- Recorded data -
───

//! Theme preference
//!
//! The colour theme is persisted as `"light"` or `"dark"` under its own
//! storage key, separate from the session list. In the terminal it selects
//! the palette used for role labels.

use crate::error::{Result, ScribeError};
use crate::session::Role;
use crate::storage::{LocalStorage, THEME_KEY};
use colored::{ColoredString, Colorize};
use std::fmt;

/// Colour theme
#[derive(Debug, Clone, Copy, PartialEq, Eq, Default)]
pub enum Theme {
    #[default]
    Light,
    Dark,
}

impl fmt::Display for Theme {
    fn fmt(&self, f: &mut fmt::Formatter<'_>) -> fmt::Result {
        match self {
            Self::Light => write!(f, "light"),
            Self::Dark => write!(f, "dark"),
        }
    }
}

impl Theme {
    /// Parse a theme name
    ///
    /// # Examples
    ///
    /// ```
    /// use scribe::theme::Theme;
    ///
    /// assert_eq!(Theme::parse_str("Dark").unwrap(), Theme::Dark);
    /// assert!(Theme::parse_str("sepia").is_err());
    /// ```
    pub fn parse_str(s: &str) -> std::result::Result<Self, ScribeError> {
        match s.trim().to_lowercase().as_str() {
            "light" => Ok(Self::Light),
            "dark" => Ok(Self::Dark),
            other => Err(ScribeError::InvalidTheme(other.to_string())),
        }
    }

    pub fn toggled(self) -> Self {
        match self {
            Self::Light => Self::Dark,
            Self::Dark => Self::Light,
        }
    }

    /// Label printed before a message from `role`
    pub fn role_label(&self, role: Role) -> ColoredString {
        match (self, role) {
            (Self::Light, Role::User) => "You".blue().bold(),
            (Self::Light, Role::Bot) => "Scribe".magenta().bold(),
            (Self::Dark, Role::User) => "You".bright_cyan().bold(),
            (Self::Dark, Role::Bot) => "Scribe".bright_yellow().bold(),
        }
    }
}

/// Read the stored theme, falling back to `default` when unset or unrecognised
pub fn load_theme(storage: &dyn LocalStorage, default: Theme) -> Result<Theme> {
    let theme = match storage.get_item(THEME_KEY)? {
        Some(raw) => Theme::parse_str(&raw).unwrap_or_else(|e| {
            tracing::warn!("Ignoring stored theme: {}", e);
            default
        }),
        None => default,
    };
    Ok(theme)
}

/// Persist the theme preference
pub fn save_theme(storage: &mut dyn LocalStorage, theme: Theme) -> Result<()> {
    storage.set_item(THEME_KEY, &theme.to_string())
}
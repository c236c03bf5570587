//! Special commands parser for interactive chat
//!
//! This module parses the slash commands that can be entered during an
//! interactive chat. Special commands allow users to:
//! - Start a new chat or switch to a saved one
//! - Rename and delete saved sessions
//! - Rate or regenerate the last reply
//! - Change the colour theme
//! - Exit the session
//!
//! Command names are case-insensitive; arguments keep their case.

use crate::session::Feedback;
use crate::theme::Theme;
use colored::Colorize;
use thiserror::Error;

/// Errors that can occur when parsing special commands
#[derive(Error, Debug, Clone, PartialEq, Eq)]
pub enum CommandError {
    /// Unknown command was entered
    #[error("Unknown command: {0}\n\nType '/help' to see available commands")]
    UnknownCommand(String),

    /// Command was given an unsupported argument
    #[error("Unsupported argument for {command}: {arg}\n\nType '/help' to see valid usage")]
    UnsupportedArgument { command: String, arg: String },

    /// Command requires an argument but none was provided
    #[error("Command {command} requires an argument\n\nUsage: {usage}")]
    MissingArgument { command: String, usage: String },
}

/// What `/theme` should do
#[derive(Debug, Clone, Copy, PartialEq, Eq)]
pub enum ThemeAction {
    Show,
    Set(Theme),
    Toggle,
}

/// Special commands that can be executed during interactive chat
///
/// These commands act on the session store or the display rather than
/// being sent to the generation endpoint.
#[derive(Debug, Clone, PartialEq, Eq)]
pub enum SpecialCommand {
    /// Save the current session and start an empty one
    NewChat,

    /// List saved sessions
    ListSessions,

    /// Switch to a saved session
    LoadSession(String),

    /// Rename a saved session
    RenameSession { id: String, name: String },

    /// Delete a saved session (after confirmation)
    DeleteSession(String),

    /// Tag the last bot reply
    Rate(Feedback),

    /// Ask for a new reply to the current conversation
    Regenerate,

    /// Show, set or toggle the theme
    Theme(ThemeAction),

    /// Display the current session summary
    ShowStatus,

    /// Display help information
    Help,

    /// Exit the interactive session
    Exit,

    /// Not a special command
    ///
    /// The input should be sent as a prompt.
    None,
}

/// Parse a user input string into a special command
///
/// # Errors
///
/// Returns CommandError::UnknownCommand if input starts with "/" but is not a valid command.
/// Returns CommandError::UnsupportedArgument if a command receives an invalid argument.
/// Returns CommandError::MissingArgument if a command requires an argument but none was provided.
///
/// # Examples
///
/// ```
/// use scribe::commands::special_commands::{parse_special_command, SpecialCommand};
///
/// assert_eq!(parse_special_command("/new").unwrap(), SpecialCommand::NewChat);
/// assert_eq!(
///     parse_special_command("/load session_1").unwrap(),
///     SpecialCommand::LoadSession("session_1".to_string())
/// );
/// assert_eq!(parse_special_command("write a haiku").unwrap(), SpecialCommand::None);
/// assert!(parse_special_command("/foo").is_err());
/// ```
pub fn parse_special_command(input: &str) -> Result<SpecialCommand, CommandError> {
    let trimmed = input.trim();
    let lower = trimmed.to_lowercase();

    if lower == "exit" || lower == "quit" {
        return Ok(SpecialCommand::Exit);
    }

    if !trimmed.starts_with('/') {
        return Ok(SpecialCommand::None);
    }

    let (name, rest) = match trimmed.split_once(char::is_whitespace) {
        Some((name, rest)) => (name.to_lowercase(), rest.trim()),
        None => (lower.clone(), ""),
    };

    match name.as_str() {
        "/new" => Ok(SpecialCommand::NewChat),
        "/list" | "/sessions" => Ok(SpecialCommand::ListSessions),

        "/load" => required_arg(&name, rest, "/load <session_id>")
            .map(|id| SpecialCommand::LoadSession(id.to_string())),

        "/delete" => required_arg(&name, rest, "/delete <session_id>")
            .map(|id| SpecialCommand::DeleteSession(id.to_string())),

        "/rename" => {
            let usage = "/rename <session_id> <new name>";
            let args = required_arg(&name, rest, usage)?;
            match args.split_once(char::is_whitespace) {
                Some((id, new_name)) if !new_name.trim().is_empty() => {
                    Ok(SpecialCommand::RenameSession {
                        id: id.to_string(),
                        name: new_name.trim().to_string(),
                    })
                }
                _ => Err(CommandError::MissingArgument {
                    command: name.clone(),
                    usage: usage.to_string(),
                }),
            }
        }

        "/good" => Ok(SpecialCommand::Rate(Feedback::Good)),
        "/bad" => Ok(SpecialCommand::Rate(Feedback::Bad)),
        "/regenerate" | "/retry" => Ok(SpecialCommand::Regenerate),

        "/theme" => match rest.to_lowercase().as_str() {
            "" => Ok(SpecialCommand::Theme(ThemeAction::Show)),
            "toggle" => Ok(SpecialCommand::Theme(ThemeAction::Toggle)),
            arg => Theme::parse_str(arg)
                .map(|t| SpecialCommand::Theme(ThemeAction::Set(t)))
                .map_err(|_| CommandError::UnsupportedArgument {
                    command: name.clone(),
                    arg: arg.to_string(),
                }),
        },

        "/status" => Ok(SpecialCommand::ShowStatus),
        "/help" | "/?" => Ok(SpecialCommand::Help),
        "/exit" | "/quit" => Ok(SpecialCommand::Exit),

        _ => Err(CommandError::UnknownCommand(trimmed.to_string())),
    }
}

fn required_arg<'a>(command: &str, rest: &'a str, usage: &str) -> Result<&'a str, CommandError> {
    if rest.is_empty() {
        Err(CommandError::MissingArgument {
            command: command.to_string(),
            usage: usage.to_string(),
        })
    } else {
        Ok(rest)
    }
}

/// Print help for all special commands
pub fn print_help() {
    println!("\n{}", "Sessions".bold());
    println!("  /new                      Save this chat and start a new one");
    println!("  /list                     List saved sessions");
    println!("  /load <id>                Switch to a saved session");
    println!("  /rename <id> <name>       Rename a saved session");
    println!("  /delete <id>              Delete a saved session");
    println!("\n{}", "Replies".bold());
    println!("  /good, /bad               Rate the last reply");
    println!("  /regenerate, /retry       Ask for a new reply");
    println!("\n{}", "Display".bold());
    println!("  /theme [light|dark|toggle] Show or change the theme");
    println!("  /status                   Show the current session");
    println!("  /help                     Show this help");
    println!("  exit, quit                Leave the chat\n");
}
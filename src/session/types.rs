use chrono::Utc;
use serde::{Deserialize, Serialize};
use std::fmt;
use std::sync::atomic::{AtomicI64, Ordering};

/// Display name given to sessions before their first user message
pub const DEFAULT_SESSION_NAME: &str = "New Chat";

/// Maximum number of characters kept when naming a session after a message
pub const SESSION_NAME_MAX_CHARS: usize = 40;

static LAST_ID_MILLIS: AtomicI64 = AtomicI64::new(0);

/// Next time-derived identifier value
///
/// Normally the current Unix time in milliseconds. When called more than
/// once within the same millisecond the value is bumped past the previous
/// one, so identifiers stay unique within the process.
fn next_id_millis() -> i64 {
    let now = Utc::now().timestamp_millis();
    let mut last = LAST_ID_MILLIS.load(Ordering::Relaxed);
    loop {
        let next = now.max(last + 1);
        match LAST_ID_MILLIS.compare_exchange_weak(last, next, Ordering::Relaxed, Ordering::Relaxed)
        {
            Ok(_) => return next,
            Err(actual) => last = actual,
        }
    }
}

/// Move the identifier clock past an existing `<prefix>_<millis>` id
///
/// Ids loaded from storage may be ahead of the local clock; new ids must
/// never collide with them. Ids without a numeric suffix are ignored.
pub(crate) fn observe_id(id: &str) {
    if let Some(millis) = id
        .rsplit_once('_')
        .and_then(|(_, suffix)| suffix.parse::<i64>().ok())
    {
        LAST_ID_MILLIS.fetch_max(millis, Ordering::Relaxed);
    }
}

/// Author of a message
#[derive(Debug, Clone, Copy, PartialEq, Eq, Serialize, Deserialize)]
#[serde(rename_all = "lowercase")]
pub enum Role {
    User,
    Bot,
}

impl fmt::Display for Role {
    fn fmt(&self, f: &mut fmt::Formatter<'_>) -> fmt::Result {
        match self {
            Self::User => write!(f, "user"),
            Self::Bot => write!(f, "bot"),
        }
    }
}

/// Feedback tag a user can put on a bot message
#[derive(Debug, Clone, Copy, PartialEq, Eq, Serialize, Deserialize)]
#[serde(rename_all = "lowercase")]
pub enum Feedback {
    Good,
    Bad,
}

impl fmt::Display for Feedback {
    fn fmt(&self, f: &mut fmt::Formatter<'_>) -> fmt::Result {
        match self {
            Self::Good => write!(f, "good"),
            Self::Bad => write!(f, "bad"),
        }
    }
}

/// One conversation turn
#[derive(Debug, Clone, PartialEq, Eq, Serialize, Deserialize)]
pub struct Message {
    /// Time-derived identifier (`msg_<millis>`)
    pub id: String,
    pub role: Role,
    pub content: String,
    /// Absent until the user tags the message
    #[serde(default, skip_serializing_if = "Option::is_none")]
    pub feedback: Option<Feedback>,
}

impl Message {
    /// Creates a new user message
    ///
    /// # Examples
    ///
    /// ```
    /// use scribe::session::{Message, Role};
    ///
    /// let msg = Message::user("Write a post about Rust");
    /// assert_eq!(msg.role, Role::User);
    /// assert!(msg.id.starts_with("msg_"));
    /// ```
    pub fn user(content: impl Into<String>) -> Self {
        Self::new(Role::User, content)
    }

    /// Creates a new bot message
    pub fn bot(content: impl Into<String>) -> Self {
        Self::new(Role::Bot, content)
    }

    fn new(role: Role, content: impl Into<String>) -> Self {
        Self {
            id: format!("msg_{}", next_id_millis()),
            role,
            content: content.into(),
            feedback: None,
        }
    }
}

/// A saved conversation with its own message history
#[derive(Debug, Clone, PartialEq, Eq, Serialize, Deserialize)]
pub struct Session {
    /// Time-derived identifier (`session_<millis>`)
    pub id: String,
    pub name: String,
    pub messages: Vec<Message>,
}

impl Session {
    /// Creates an empty session named [`DEFAULT_SESSION_NAME`]
    pub fn new() -> Self {
        Self {
            id: format!("session_{}", next_id_millis()),
            name: DEFAULT_SESSION_NAME.to_string(),
            messages: Vec::new(),
        }
    }

    pub fn is_empty(&self) -> bool {
        self.messages.is_empty()
    }

    /// First message authored by the user, if any
    pub fn first_user_message(&self) -> Option<&Message> {
        self.messages.iter().find(|m| m.role == Role::User)
    }

    /// Most recent bot message, if any
    pub fn last_bot_message(&self) -> Option<&Message> {
        self.messages.iter().rev().find(|m| m.role == Role::Bot)
    }
}

impl Default for Session {
    fn default() -> Self {
        Self::new()
    }
}

/// Derive a session name from message content
///
/// Keeps the first 40 characters and appends `...` when the content is longer.
///
/// # Examples
///
/// ```
/// use scribe::session::derive_session_name;
///
/// assert_eq!(derive_session_name("Short prompt"), "Short prompt");
/// let long = "a".repeat(41);
/// assert_eq!(derive_session_name(&long), format!("{}...", "a".repeat(40)));
/// ```
pub fn derive_session_name(content: &str) -> String {
    let mut chars = content.chars();
    let head: String = chars.by_ref().take(SESSION_NAME_MAX_CHARS).collect();
    if chars.next().is_some() {
        format!("{}...", head)
    } else {
        head
    }
}
//! `nord-perception` – the per-sample IMU transform.
//!
//! Turns one fused orientation + raw acceleration reading into a robot-frame
//! heading and gravity-compensated acceleration, and flags abrupt
//! acceleration jumps as bump events.
//!
//! # Modules
//!
//! - [`gravity`] – gravity direction from the orientation quaternion and its
//!   subtraction from raw acceleration.
//! - [`heading`] – yaw extraction.
//! - [`bump`] – [`BumpHistory`][bump::BumpHistory]: the only state carried
//!   between samples, and the delta-acceleration comparator that uses it.
//! - [`pipeline`] – [`process`][pipeline::process] composes the stages in
//!   fixed order; [`ImuProcessor`][pipeline::ImuProcessor] owns one sensor
//!   stream's state for hosts that prefer a single handle.
//! - [`validation`] – optional NaN/Inf and unit-norm checks for hosts that
//!   want to reject malformed samples before they reach the pipeline.
//!
//! Everything here is synchronous, allocation-free and never fails. Inputs
//! are not sanitised: NaN in, NaN out.
//!
//! # Example
//!
//! ```rust
//! use nord_perception::{ImuProcessor, ProcessorConfig};
//! use nord_types::{ImuSample, Quaternion, Vector3, AngularVelocity};
//!
//! let mut processor = ImuProcessor::new(ProcessorConfig::default());
//! let sample = ImuSample {
//!     orientation: Quaternion::identity(),
//!     angular_velocity: AngularVelocity::default(),
//!     linear_acceleration: Vector3::new(0.0, 0.0, 9.81),
//! };
//!
//! let (out, bump) = processor.process(&sample);
//! assert!(out.direction.abs() < 1e-12);
//! assert!(out.acc_up.abs() < 1e-12);
//! assert!(bump.is_none());
//! ```

pub mod bump;
pub mod gravity;
pub mod heading;
pub mod pipeline;
pub mod validation;

pub use bump::{BumpAxes, BumpHistory, DEFAULT_BUMP_THRESHOLD};
pub use gravity::STANDARD_GRAVITY;
pub use pipeline::{ImuProcessor, ProcessorConfig, process};
pub use validation::{ValidationConfig, validate_sample};
//! [`ImuNode`] – the per-sample driver.
//!
//! Each sample taken from the node's [`SampleInbox`] goes through:
//!
//! 1. **Validate** (optional) – malformed samples are reported on
//!    `/system/alerts` and skipped; the node keeps running.
//! 2. **Process** – [`ImuProcessor::process`] computes the heading,
//!    compensated acceleration and bump decision.
//! 3. **Publish** – exactly one [`CalculatedSample`] on `/imu/calc_data`,
//!    plus a [`BumpEvent`] on `/imu/bump` when one fired. When an output
//!    channel is attached, the same pair is also sent there as one
//!    [`NodeOutput`], so an ordered consumer sees each bump right after the
//!    sample that produced it.
//!
//! Samples are handled strictly in arrival order by a single task, so the
//! bump history is never touched concurrently. The intake has exactly one
//! producer: one node serves one sensor stream.
//!
//! # Example
//!
//! ```rust
//! use std::sync::Arc;
//! use nord_middleware::{EventBus, Topic};
//! use nord_runtime::{ImuNode, ImuNodeConfig};
//! use nord_types::{AngularVelocity, ImuSample, Quaternion, Vector3};
//!
//! let bus = Arc::new(EventBus::default());
//! let mut calc = bus.subscribe_to(Topic::CalcData);
//! let (mut node, _intake) = ImuNode::new(ImuNodeConfig::default(), Arc::clone(&bus));
//!
//! let sample = ImuSample {
//!     orientation: Quaternion::identity(),
//!     angular_velocity: AngularVelocity::default(),
//!     linear_acceleration: Vector3::new(0.0, 0.0, 9.81),
//! };
//! let out = node.handle_sample(&sample).unwrap();
//! assert_eq!(out.seq, 0);
//! assert!(out.bump.is_none());
//! assert!(calc.try_recv().is_ok());
//! ```

use std::sync::Arc;

use nord_middleware::{
    DEFAULT_INTAKE_CAPACITY, EventBus, SampleInbox, SampleIntake, Topic, sample_channel,
};
use nord_perception::{ImuProcessor, ProcessorConfig, ValidationConfig, validate_sample};
use nord_types::{BumpEvent, CalculatedSample, Event, EventPayload, ImuSample, NordError};
use tokio::sync::{mpsc, watch};
use tracing::{info, trace, warn};

const NODE_SOURCE: &str = "nord-runtime::imu_node";

// ─────────────────────────────────────────────────────────────────────────────
// Configuration
// ─────────────────────────────────────────────────────────────────────────────

/// Configuration bundle for [`ImuNode`].
#[derive(Debug, Clone, Default)]
pub struct ImuNodeConfig {
    pub processor: ProcessorConfig,
    /// `None` processes every sample as delivered.
    pub validation: Option<ValidationConfig>,
}

/// Records produced for one sample.
#[derive(Debug, Clone, Copy, PartialEq)]
pub struct NodeOutput {
    /// Zero-based index of the sample among those the node processed.
    pub seq: u64,
    pub calculated: CalculatedSample,
    pub bump: Option<BumpEvent>,
}

/// Counters reported when the node stops.
#[derive(Debug, Clone, Copy, Default, PartialEq, Eq)]
pub struct NodeStats {
    pub processed: u64,
    pub rejected: u64,
    pub bumps: u64,
}

// ─────────────────────────────────────────────────────────────────────────────
// ImuNode
// ─────────────────────────────────────────────────────────────────────────────

/// Owns one stream's [`ImuProcessor`] and the consuming end of its intake.
pub struct ImuNode {
    processor: ImuProcessor,
    validation: Option<ValidationConfig>,
    bus: Arc<EventBus>,
    inbox: SampleInbox,
    output: Option<mpsc::Sender<NodeOutput>>,
    stats: NodeStats,
}

impl ImuNode {
    /// Build the node together with the single [`SampleIntake`] that feeds
    /// it.
    pub fn new(config: ImuNodeConfig, bus: Arc<EventBus>) -> (Self, SampleIntake) {
        let (intake, inbox) = sample_channel(Arc::clone(&bus), DEFAULT_INTAKE_CAPACITY);
        let node = Self {
            processor: ImuProcessor::new(config.processor),
            validation: config.validation,
            bus,
            inbox,
            output: None,
            stats: NodeStats::default(),
        };
        (node, intake)
    }

    /// Also deliver every [`NodeOutput`] on `output`, in sample order. The
    /// node waits for room on the channel, so a slow consumer slows intake
    /// rather than losing records. The sender is dropped when the node stops.
    pub fn with_output(mut self, output: mpsc::Sender<NodeOutput>) -> Self {
        self.output = Some(output);
        self
    }

    /// Validate, process and publish one sample.
    ///
    /// # Errors
    ///
    /// Returns [`NordError::InvalidSample`] when validation is enabled and
    /// the sample fails it. The bump history is left untouched in that case.
    pub fn handle_sample(&mut self, sample: &ImuSample) -> Result<NodeOutput, NordError> {
        if let Some(limits) = &self.validation
            && let Err(e) = validate_sample(sample, limits)
        {
            self.stats.rejected += 1;
            self.bus.publish_to(
                Topic::SystemAlerts,
                Event::new(
                    NODE_SOURCE,
                    EventPayload::SensorFault {
                        component: "imu".to_string(),
                        message: e.to_string(),
                    },
                ),
            );
            return Err(e);
        }

        let (calculated, bump) = self.processor.process(sample);
        let seq = self.stats.processed;
        self.stats.processed += 1;
        trace!(
            seq,
            direction = calculated.direction,
            acc_forward = calculated.acc_forward,
            acc_right = calculated.acc_right,
            acc_up = calculated.acc_up,
            "sample processed"
        );

        self.bus.publish_to(
            Topic::CalcData,
            Event::new(NODE_SOURCE, EventPayload::Calculated(calculated)),
        );

        if let Some(b) = bump {
            self.stats.bumps += 1;
            info!(seq, dx = b.x, dy = b.y, lateral = ?b.lateral, "bump detected");
            self.bus
                .publish_to(Topic::Bump, Event::new(NODE_SOURCE, EventPayload::Bump(b)));
        }

        Ok(NodeOutput { seq, calculated, bump })
    }

    /// Process samples until the intake is dropped or `shutdown` flips to
    /// `true`, then process whatever is still queued and return.
    ///
    /// A dropped `shutdown` sender only means no stop request can arrive; the
    /// node then runs until its intake closes.
    pub async fn run(mut self, mut shutdown: watch::Receiver<bool>) -> NodeStats {
        info!("imu node running");

        let mut watching = true;
        if !*shutdown.borrow() {
            loop {
                tokio::select! {
                    biased;
                    changed = shutdown.changed(), if watching => {
                        match changed {
                            Ok(()) if *shutdown.borrow() => break,
                            Ok(()) => {}
                            Err(_) => watching = false,
                        }
                    }
                    sample = self.inbox.recv() => {
                        match sample {
                            Some(sample) => self.accept(sample).await,
                            None => break,
                        }
                    }
                }
            }
        }

        while let Some(sample) = self.inbox.try_recv() {
            self.accept(sample).await;
        }
        info!(
            processed = self.stats.processed,
            rejected = self.stats.rejected,
            bumps = self.stats.bumps,
            "imu node stopped"
        );
        self.stats
    }

    pub fn stats(&self) -> NodeStats {
        self.stats
    }

    async fn accept(&mut self, sample: ImuSample) {
        let out = match self.handle_sample(&sample) {
            Ok(out) => out,
            Err(e) => {
                warn!(error = %e, "sample skipped");
                return;
            }
        };
        let delivered = match &self.output {
            Some(tx) => tx.send(out).await.is_ok(),
            None => true,
        };
        if !delivered {
            warn!("output consumer gone; records go to the bus only");
            self.output = None;
        }
    }
}

// ─────────────────────────────────────────────────────────────────────────────
// Tests
// ─────────────────────────────────────────────────────────────────────────────
//! `nord-imu` – IMU heading, gravity compensation and bump detection node.
//!
//! 1. Loads `~/.nord/config.toml` (or `$NORD_CONFIG`), writing a default
//!    file on first run, then applies `NORD_*` environment overrides.
//! 2. Starts the [`ImuNode`][nord_runtime::ImuNode] on an in-process event
//!    bus.
//! 3. Replays newline-delimited `sensor_msgs/Imu` JSON from stdin at
//!    `sample_rate_hz` and writes `/imu/calc_data` and `/imu/bump` frames to
//!    stdout, one JSON object per line, in sample order.
//! 4. Optionally streams the same records to WebSocket clients.
//! 5. Intercepts **Ctrl-C** to stop intake, drain pending samples and exit.

mod config;
mod replay;
mod session;

use std::net::{Ipv4Addr, SocketAddr};
use std::sync::Arc;
use std::time::Duration;

use colored::Colorize;
use nord_middleware::{EventBus, ImuBridge};
use tokio::io::BufReader;
use tokio::sync::watch;
use tracing::{error, info, warn};

use crate::config::Config;

fn main() {
    let _guard = nord_runtime::init_tracing("nord-imu");

    print_banner();

    let mut cfg = match config::load() {
        Ok(Some(cfg)) => {
            info!(path = %config::config_path().display(), "config loaded");
            cfg
        }
        Ok(None) => {
            let cfg = Config::default();
            match config::save(&cfg) {
                Ok(()) => info!(
                    path = %config::config_path().display(),
                    "no config found; wrote defaults"
                ),
                Err(e) => warn!(error = %e, "no config found and defaults could not be written"),
            }
            cfg
        }
        Err(e) => {
            warn!(error = %e, "config unreadable; using defaults");
            Config::default()
        }
    };
    config::apply_env_overrides(&mut cfg);
    info!(
        gravity_g = cfg.gravity_g,
        bump_threshold = cfg.bump_threshold,
        sample_rate_hz = cfg.sample_rate_hz,
        validate_input = cfg.validate_input,
        "configuration"
    );

    let runtime = match tokio::runtime::Runtime::new() {
        Ok(rt) => rt,
        Err(e) => {
            error!(error = %e, "failed to start Tokio runtime");
            std::process::exit(1);
        }
    };

    let result = runtime.block_on(run(cfg));
    // A pending stdin read sits on a blocking thread that cannot be cancelled.
    runtime.shutdown_timeout(Duration::from_millis(200));

    if let Err(e) = result {
        error!(error = %e, "nord-imu exited with an error");
        std::process::exit(1);
    }
}

async fn run(cfg: Config) -> std::io::Result<()> {
    let bus = Arc::new(EventBus::default());

    // ── Ctrl-C handler ────────────────────────────────────────────────────
    let (stop_tx, stop_rx) = watch::channel(false);
    if let Err(e) = ctrlc::set_handler(move || {
        eprintln!("{}", "⚠  Ctrl-C received – draining and shutting down …".yellow().bold());
        let _ = stop_tx.send(true);
    }) {
        warn!(error = %e, "Failed to install Ctrl-C handler; graceful shutdown on Ctrl-C will not be available");
    }

    if cfg.ws_enabled {
        let addr = SocketAddr::from((Ipv4Addr::UNSPECIFIED, cfg.ws_port));
        let ws_bridge = ImuBridge::new(Arc::clone(&bus));
        tokio::spawn(async move {
            if let Err(e) = ws_bridge.run_ws_server(addr).await {
                error!(error = %e, "websocket bridge stopped");
            }
        });
    }

    let stdin = BufReader::new(tokio::io::stdin());
    let summary = session::run_session(&cfg, bus, stdin, tokio::io::stdout(), stop_rx).await?;
    info!(
        processed = summary.node.processed,
        rejected = summary.node.rejected,
        bumps = summary.node.bumps,
        lines = summary.lines,
        "node finished"
    );

    Ok(())
}

fn print_banner() {
    eprintln!("{}", "nord-imu".bold().cyan());
    eprintln!(
        "{}",
        "  heading · gravity compensation · bump detection".dimmed()
    );
}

───

- EXERCISE PROMPT -
Only the lines containing the string "past" are needed; pull them out of the records.

- WRITTEN ANSWER -
/// once within the same millisecond the value is bumped past the previous
/// Move the identifier clock past an existing `<prefix>_<millis>` id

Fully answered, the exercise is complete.